**Records to use:**
---

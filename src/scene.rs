//! Scene contract and registry. `MapScene` glues the pure `SceneState` to an
//! audio backend: it executes returned effects and feeds playback outcomes
//! back into the state.

use std::collections::HashMap;

use crate::assets::AssetSource;
use crate::audio::{AudioBackend, AudioDirector};
use crate::config::SceneConfig;
use crate::effects::Effect;
use crate::error::GameError;
use crate::input::InputEvent;
use crate::render::{self, Surface};
use crate::state::SceneState;
use crate::timing::FrameTime;

pub trait Scene {
    fn on_enter(&mut self) {}
    fn on_exit(&mut self) {}
    fn handle_event(&mut self, event: InputEvent);
    /// `elapsed_ms` is the raw wall-clock delta; scenes clamp it themselves.
    fn update(&mut self, elapsed_ms: f64);
    fn render(&self, assets: &dyn AssetSource, surface: &mut dyn Surface);
}

pub const MAP_SCENE: &str = "map";

pub struct MapScene<B: AudioBackend> {
    state: SceneState,
    audio: AudioDirector<B>,
}

impl<B: AudioBackend> MapScene<B> {
    pub fn new(config: SceneConfig, backend: B) -> Self {
        let audio = AudioDirector::new(backend, &config.audio);
        Self { state: SceneState::new(config), audio }
    }

    pub fn state(&self) -> &SceneState {
        &self.state
    }

    pub fn audio(&self) -> &AudioDirector<B> {
        &self.audio
    }

    fn dispatch(&mut self, effects: Vec<Effect>) {
        for sfx in self.audio.apply(&effects) {
            self.state.on_sound_failed(sfx);
        }
    }
}

impl<B: AudioBackend> Scene for MapScene<B> {
    fn on_enter(&mut self) {
        log::info!("entering map scene");
        let fx = self.state.on_enter();
        self.dispatch(fx);
    }

    fn on_exit(&mut self) {
        self.dispatch(vec![Effect::StopMusic]);
    }

    fn handle_event(&mut self, event: InputEvent) {
        let fx = self.state.handle_event(event);
        self.dispatch(fx);
    }

    fn update(&mut self, elapsed_ms: f64) {
        for sfx in self.audio.poll_finished() {
            self.state.on_sound_ended(sfx);
        }
        for sfx in self.audio.poll_failed() {
            self.state.on_sound_failed(sfx);
        }
        let fx = self.state.update(FrameTime::from_elapsed_ms(elapsed_ms));
        self.dispatch(fx);
    }

    fn render(&self, assets: &dyn AssetSource, surface: &mut dyn Surface) {
        render::render(&self.state, assets, surface);
    }
}

/// Named scenes with one active at a time.
#[derive(Default)]
pub struct SceneManager {
    scenes: HashMap<String, Box<dyn Scene>>,
    current: Option<String>,
}

impl SceneManager {
    pub fn new() -> Self {
        Self::default()
    }

    pub fn register(&mut self, name: impl Into<String>, scene: Box<dyn Scene>) {
        self.scenes.insert(name.into(), scene);
    }

    pub fn current(&self) -> Option<&str> {
        self.current.as_deref()
    }

    /// Unknown names leave the running scene in place.
    pub fn change_scene(&mut self, name: &str) -> Result<(), GameError> {
        if !self.scenes.contains_key(name) {
            log::warn!("scene '{name}' is not registered");
            return Err(GameError::UnknownScene(name.to_string()));
        }
        if let Some(scene) = self.active_mut() {
            scene.on_exit();
        }
        self.current = Some(name.to_string());
        if let Some(scene) = self.active_mut() {
            scene.on_enter();
        }
        Ok(())
    }

    fn active_mut(&mut self) -> Option<&mut Box<dyn Scene>> {
        let name = self.current.as_ref()?;
        self.scenes.get_mut(name)
    }

    pub fn handle_event(&mut self, event: InputEvent) {
        if let Some(scene) = self.active_mut() {
            scene.handle_event(event);
        }
    }

    pub fn update(&mut self, elapsed_ms: f64) {
        if let Some(scene) = self.active_mut() {
            scene.update(elapsed_ms);
        }
    }

    pub fn render(&self, assets: &dyn AssetSource, surface: &mut dyn Surface) {
        let Some(name) = self.current.as_ref() else { return };
        if let Some(scene) = self.scenes.get(name) {
            scene.render(assets, surface);
        }
    }
}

---

Copy the material above, line for line.

**Result of this task:**
filename src/scene.rs
//! Scene contract and registry. `MapScene` glues the pure `SceneState` to an
//! audio backend: it executes returned effects and feeds playback outcomes
//! back into the state.

use std::collections::HashMap;

use crate::assets::AssetSource;
use crate::audio::{AudioBackend, AudioDirector};
use crate::config::SceneConfig;
use crate::effects::Effect;
use crate::error::GameError;
use crate::input::InputEvent;
use crate::render::{self, Surface};
use crate::state::SceneState;
use crate::timing::FrameTime;

pub trait Scene {
    fn on_enter(&mut self) {}
    fn on_exit(&mut self) {}
    fn handle_event(&mut self, event: InputEvent);
    /// `elapsed_ms` is the raw wall-clock delta; scenes clamp it themselves.
    fn update(&mut self, elapsed_ms: f64);
    fn render(&self, assets: &dyn AssetSource, surface: &mut dyn Surface);
}

pub const MAP_SCENE: &str = "map";

pub struct MapScene<B: AudioBackend> {
    state: SceneState,
    audio: AudioDirector<B>,
}

impl<B: AudioBackend> MapScene<B> {
    pub fn new(config: SceneConfig, backend: B) -> Self {
        let audio = AudioDirector::new(backend, &config.audio);
        Self { state: SceneState::new(config), audio }
    }

    pub fn state(&self) -> &SceneState {
        &self.state
    }

    pub fn audio(&self) -> &AudioDirector<B> {
        &self.audio
    }

    fn dispatch(&mut self, effects: Vec<Effect>) {
        for sfx in self.audio.apply(&effects) {
            self.state.on_sound_failed(sfx);
        }
    }
}

impl<B: AudioBackend> Scene for MapScene<B> {
    fn on_enter(&mut self) {
        log::info!("entering map scene");
        let fx = self.state.on_enter();
        self.dispatch(fx);
    }

    fn on_exit(&mut self) {
        self.dispatch(vec![Effect::StopMusic]);
    }

    fn handle_event(&mut self, event: InputEvent) {
        let fx = self.state.handle_event(event);
        self.dispatch(fx);
    }

    fn update(&mut self, elapsed_ms: f64) {
        for sfx in self.audio.poll_finished() {
            self.state.on_sound_ended(sfx);
        }
        for sfx in self.audio.poll_failed() {
            self.state.on_sound_failed(sfx);
        }
        let fx = self.state.update(FrameTime::from_elapsed_ms(elapsed_ms));
        self.dispatch(fx);
    }

    fn render(&self, assets: &dyn AssetSource, surface: &mut dyn Surface) {
        render::render(&self.state, assets, surface);
    }
}

/// Named scenes with one active at a time.
#[derive(Default)]
pub struct SceneManager {
    scenes: HashMap<String, Box<dyn Scene>>,
    current: Option<String>,
}

impl SceneManager {
    pub fn new() -> Self {
        Self::default()
    }

    pub fn register(&mut self, name: impl Into<String>, scene: Box<dyn Scene>) {
        self.scenes.insert(name.into(), scene);
    }

    pub fn current(&self) -> Option<&str> {
        self.current.as_deref()
    }

    /// Unknown names leave the running scene in place.
    pub fn change_scene(&mut self, name: &str) -> Result<(), GameError> {
        if !self.scenes.contains_key(name) {
            log::warn!("scene '{name}' is not registered");
            return Err(GameError::UnknownScene(name.to_string()));
        }
        if let Some(scene) = self.active_mut() {
            scene.on_exit();
        }
        self.current = Some(name.to_string());
        if let Some(scene) = self.active_mut() {
            scene.on_enter();
        }
        Ok(())
    }

    fn active_mut(&mut self) -> Option<&mut Box<dyn Scene>> {
        let name = self.current.as_ref()?;
        self.scenes.get_mut(name)
    }

    pub fn handle_event(&mut self, event: InputEvent) {
        if let Some(scene) = self.active_mut() {
            scene.handle_event(event);
        }
    }

    pub fn update(&mut self, elapsed_ms: f64) {
        if let Some(scene) = self.active_mut() {
            scene.update(elapsed_ms);
        }
    }

    pub fn render(&self, assets: &dyn AssetSource, surface: &mut dyn Surface) {
        let Some(name) = self.current.as_ref() else { return };
        if let Some(scene) = self.scenes.get(name) {
            scene.render(assets, surface);
        }
    }
}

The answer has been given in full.